Data input formats¶

gamfit.fit() and Model.predict() accept several rectangular Python inputs. The Python layer normalises the input to (headers, rows) before crossing the Rust FFI boundary.

Supported input types¶

Input	Notes
`pandas.DataFrame`	Columns taken from `df.columns`.
`polars.DataFrame`	Columns taken from `df.columns`.
`pyarrow.Table`	Columns taken from `table.column_names`.
`numpy.ndarray` (1-D or 2-D)	Columns auto-named `x0`, `x1`, …. 1-D becomes a single column `x0`.
`Mapping[str, sequence]`	Keys are column names, values are 1-D sequences.
`list[Mapping[str, Any]]`	List of records. The full set of keys across rows defines the column order; each row must contain every key.
`Sequence[Sequence]` (2-D)	Columns auto-named `x0`, `x1`, …. All rows must have the same width.

pandas/polars/pyarrow are detected at runtime via _try_import. They are not required at install time.

Equivalent inputs for a two-column dataset:

import pandas as pd
import numpy as np
import pyarrow as pa

pd.DataFrame({"y": [1.0, 2.0, 3.0], "x": [0.0, 1.0, 2.0]})
pa.table({"y": [1.0, 2.0, 3.0], "x": [0.0, 1.0, 2.0]})
{"y": [1.0, 2.0, 3.0], "x": [0.0, 1.0, 2.0]}
[{"y": 1.0, "x": 0.0}, {"y": 2.0, "x": 1.0}, {"y": 3.0, "x": 2.0}]
np.array([[1.0, 0.0], [2.0, 1.0], [3.0, 2.0]])  # columns become x0, x1

Validation rules¶

Cells are stringified before crossing the FFI boundary. Two hard rules enforced in stringify_cell:

None is rejected.
NaN floats and empty strings are rejected.

Booleans become "1" / "0". Numbers use repr(). Other values are passed through str(...). The engine handles numeric coercion from strings; explicit casting to float is unnecessary.

Column lengths must agree. Mismatches raise ValueError before the engine sees the data.

String columns are accepted for terms like group(site) and are encoded by the engine.

Missing data¶

gamfit does not impute. Drop or impute rows upstream:

df.dropna(subset=[...]) in pandas.
sklearn.impute or equivalent.
For survival, ensure entry/exit/event columns are complete.

What `predict()` returns¶

By default, the return container matches the input kind, falling back to the training kind, then to dict.

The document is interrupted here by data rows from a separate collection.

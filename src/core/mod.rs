pub mod cleanup;
pub mod conclusion;
pub mod config;
pub mod context;
pub mod image;
pub mod mechanic;
pub mod parser;
pub mod sections;
pub mod text;
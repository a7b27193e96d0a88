use serde::{Deserialize, Serialize};

/// Point-in-time copy of the player's state, taken when an encounter is parsed.
#[derive(Debug, Clone, Copy, PartialEq, Eq, Serialize, Deserialize)]
pub struct StatsSnapshot {
    pub health: i32,
    pub luck: i32,
    pub skill_modifier: i32,
}

impl StatsSnapshot {
    pub const fn new(health: i32, luck: i32, skill_modifier: i32) -> Self {
        Self {
            health,
            luck,
            skill_modifier,
        }
    }
}

impl Default for StatsSnapshot {
    /// The snapshot used when no live player state is available.
    fn default() -> Self {
        Self::new(10, 2, 0)
    }
}

/// The gameplay rule that decides how an encounter's choices resolve.
#[derive(Debug, Clone, Copy, PartialEq, Eq, Hash, Serialize, Deserialize)]
pub enum MechanicKind {
    Roll,
    Riddle,
    Check,
    Combat,
    Luck,
    PlainOptions,
    None,
}

impl MechanicKind {
    /// Every kind, with the sigil-marked mechanics first.
    pub const ALL: [MechanicKind; 7] = [
        Self::Roll,
        Self::Riddle,
        Self::Check,
        Self::Combat,
        Self::Luck,
        Self::PlainOptions,
        Self::None,
    ];

    /// Returns a stable lowercase name (e.g., "plain_options").
    pub fn name(&self) -> &'static str {
        match self {
            Self::Roll => "roll",
            Self::Riddle => "riddle",
            Self::Check => "check",
            Self::Combat => "combat",
            Self::Luck => "luck",
            Self::PlainOptions => "plain_options",
            Self::None => "none",
        }
    }
}

/// A single player-facing choice.
///
/// `outcome` depends on the mechanic: a life/luck delta for rolls,
/// "Correct"/"Wrong" for riddles, a percentage threshold for checks,
/// a difficulty for combat, or free effect text otherwise.
#[derive(Debug, Clone, PartialEq, Eq, Serialize, Deserialize)]
pub struct EncounterOption {
    pub text: String,
    pub outcome: String,
}

impl EncounterOption {
    pub fn new(text: impl Into<String>, outcome: impl Into<String>) -> Self {
        Self {
            text: text.into(),
            outcome: outcome.into(),
        }
    }
}

/// One page of interactive narrative, ready for persistence or display.
#[derive(Debug, Clone, PartialEq, Eq, Serialize, Deserialize)]
pub struct Encounter {
    pub number: String,
    pub name: String,
    pub introduction: String,
    /// The caller's image reference: a generation prompt or an asset path.
    pub image_ref: String,
    /// The image-generation prompt found in the narrative itself.
    #[serde(default)]
    pub image_prompt: String,
    pub description: String,
    pub mechanic_kind: MechanicKind,
    pub mechanic_info: String,
    pub options: Vec<EncounterOption>,
    pub stats: StatsSnapshot,
}

impl Encounter {
    /// True for the terminal record produced from an end-of-story message.
    pub fn is_conclusion(&self) -> bool {
        self.mechanic_kind == MechanicKind::None && self.options.is_empty()
    }
}

#[cfg(test)]
mod tests {
    use super::*;

    #[test]
    fn default_stats_snapshot() {
        let stats = StatsSnapshot::default();
        assert_eq!(stats, StatsSnapshot::new(10, 2, 0));
    }

    #[test]
    fn mechanic_kind_names_are_unique() {
        let mut names: Vec<&str> = MechanicKind::ALL.iter().map(|k| k.name()).collect();
        names.sort_unstable();
        names.dedup();
        assert_eq!(names.len(), MechanicKind::ALL.len());
    }

    #[test]
    fn unmarked_kinds_come_last() {
        assert_eq!(
            MechanicKind::ALL[5..],
            [MechanicKind::PlainOptions, MechanicKind::None]
        );
    }

    #[test]
    fn encounter_ron_round_trip() {
        let encounter = Encounter {
            number: "ADV01".to_string(),
            name: "The Gate".to_string(),
            introduction: "You arrive.".to_string(),
            image_ref: "page1_image.png".to_string(),
            image_prompt: "A rusted gate".to_string(),
            description: "It creaks.".to_string(),
            mechanic_kind: MechanicKind::Combat,
            mechanic_info: String::new(),
            options: vec![EncounterOption::new("Combat with Troll", "7")],
            stats: StatsSnapshot::default(),
        };

        let serialized = ron::to_string(&encounter).unwrap();
        let deserialized: Encounter = ron::from_str(&serialized).unwrap();
        assert_eq!(deserialized, encounter);
    }
}
pub mod encounter;
pub mod mechanic;
//! Text utilities — word truncation and parenthetical annotation handling.
//!
//! All functions are pure and total. Parenthetical patterns are flat:
//! a span runs from `(` to the first following `)`, and nesting is not
//! understood.

use regex::Regex;
use std::sync::LazyLock;

/// Appended to text that was cut short by [`truncate_words`].
pub const CONTINUATION: &str = "...";

// `(` up to the first `)`. Used for stripping and substitution.
static PARENTHETICAL: LazyLock<Regex> =
    LazyLock::new(|| Regex::new(r"\([^)]*\)").expect("valid regex"));

// Innermost spans only, used when a specific span is addressed by position.
static INNER_PARENTHETICAL: LazyLock<Regex> =
    LazyLock::new(|| Regex::new(r"\([^()]*\)").expect("valid regex"));

static SPACE_RUN: LazyLock<Regex> =
    LazyLock::new(|| Regex::new(r" {2,}").expect("valid regex"));

/// Keep at most `max_words` whitespace-separated words.
///
/// Text within the limit is returned unchanged. Longer text is rejoined
/// with single spaces and gets [`CONTINUATION`] appended to the last kept
/// word, so truncating the result again is a no-op.
pub fn truncate_words(text: &str, max_words: usize) -> String {
    if text.split_whitespace().count() <= max_words {
        return text.to_string();
    }

    let mut out = text
        .split_whitespace()
        .take(max_words)
        .collect::<Vec<_>>()
        .join(" ");
    out.push_str(CONTINUATION);
    out
}

/// Remove every `(...)` span in a single left-to-right pass.
///
/// Surrounding whitespace is left alone: `"A (b) C"` becomes `"A  C"`.
/// Use [`tidy`] to normalize the result.
pub fn strip_parenthetical(text: &str) -> String {
    PARENTHETICAL.replace_all(text, "").into_owned()
}

/// Replace the first `(...)` span with `replacement`.
pub fn substitute_parenthetical(text: &str, replacement: &str) -> String {
    // `NoExpand` keeps `$` in the replacement literal.
    PARENTHETICAL
        .replace(text, regex::NoExpand(replacement))
        .into_owned()
}

/// Remove only the `n`-th (0-based) innermost `(...)` span, leaving the
/// others intact. Text with fewer spans is returned unchanged.
pub fn remove_nth_parenthetical(text: &str, n: usize) -> String {
    match INNER_PARENTHETICAL.find_iter(text).nth(n) {
        Some(m) => {
            let mut out = String::with_capacity(text.len() - m.len());
            out.push_str(&text[..m.start()]);
            out.push_str(&text[m.end()..]);
            out
        }
        None => text.to_string(),
    }
}

/// The contents of the first `(...)` span, without the parentheses.
pub fn first_parenthetical(text: &str) -> Option<&str> {
    PARENTHETICAL
        .find(text)
        .map(|m| text[m.start() + 1..m.end() - 1].trim())
}

/// Trim the ends and collapse runs of spaces left behind by removals.
///
/// Newlines are kept so that multi-paragraph prose survives cleanup.
pub fn tidy(text: &str) -> String {
    SPACE_RUN.replace_all(text.trim(), " ").into_owned()
}


#[cfg(test)]
mod proptests {
    use super::*;
    use proptest::prelude::*;

    proptest! {
        #[test]
        fn short_text_is_untouched(words in prop::collection::vec("[a-z]{1,8}", 0..20), extra in 0usize..5) {
            let text = words.join(" ");
            let limit = words.len() + extra;
            prop_assert_eq!(truncate_words(&text, limit), text);
        }

        #[test]
        fn long_text_keeps_exactly_limit_words(words in prop::collection::vec("[a-z]{1,8}", 2..40), cut in 1usize..40) {
            let limit = cut % (words.len() - 1) + 1;
            let text = words.join(" ");
            let out = truncate_words(&text, limit);
            prop_assert!(out.ends_with(CONTINUATION));
            prop_assert_eq!(out.split_whitespace().count(), limit);
            prop_assert_eq!(truncate_words(&out, limit), out.clone());
        }

        #[test]
        fn strip_without_parentheses_is_identity(text in "[^()]{0,60}") {
            prop_assert_eq!(strip_parenthetical(&text), text);
        }

        #[test]
        fn strip_removes_all_closed_spans(text in "[a-z ()]{0,60}") {
            let out = strip_parenthetical(&text);
            prop_assert!(!PARENTHETICAL.is_match(&out));
        }
    }
}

Override with return_type=:

`return_type`	Returns
`None` (default)	Input kind, else training kind, else `dict`.
`"dict"`	`dict[str, list]`.
`"numpy"`	2-D `numpy.ndarray` with columns in fixed order.
`"pandas"`	`pandas.DataFrame`.
`"polars"`	`polars.DataFrame`.
`"pyarrow"`	`pyarrow.Table`.

model.predict(test_df, return_type="dict")
model.predict(test_df, return_type="numpy")
model.predict(test_df, return_type="pandas")

Array-returning model classes¶

Transformation-normal models and Bernoulli marginal-slope models return a 1-D numpy.ndarray of shape (n_samples,) by default. Passing id_column= or return_type= switches them to a two-column table.

# 1-D numpy by default
z = model.predict(test_df)                       # shape (n,)

# Two-column table when id_column or return_type is set
df = model.predict(test_df, id_column="patient", return_type="pandas")
z = df["z"].to_numpy()                           # transformation-normal

The value column is named z for transformation-normal output and mean for Bernoulli marginal-slope output. Flattening the two-column table with np.asarray(...) produces a shape (n, 2) array; extract the column explicitly when an array is wanted.

Identifier columns¶

A column that is not part of the model can be carried through to the output by naming it with id_column=:

preds = model.predict(
    [
        {"patient_id": "P001", "x": 1.5},
        {"patient_id": "P002", "x": 2.5},
    ],
    id_column="patient_id",
    return_type="dict",
)
# preds = {"patient_id": ["P001", "P002"], "eta": [...], "mean": [...]}

The id column is excluded from the model and may be any type that stringify_cell accepts.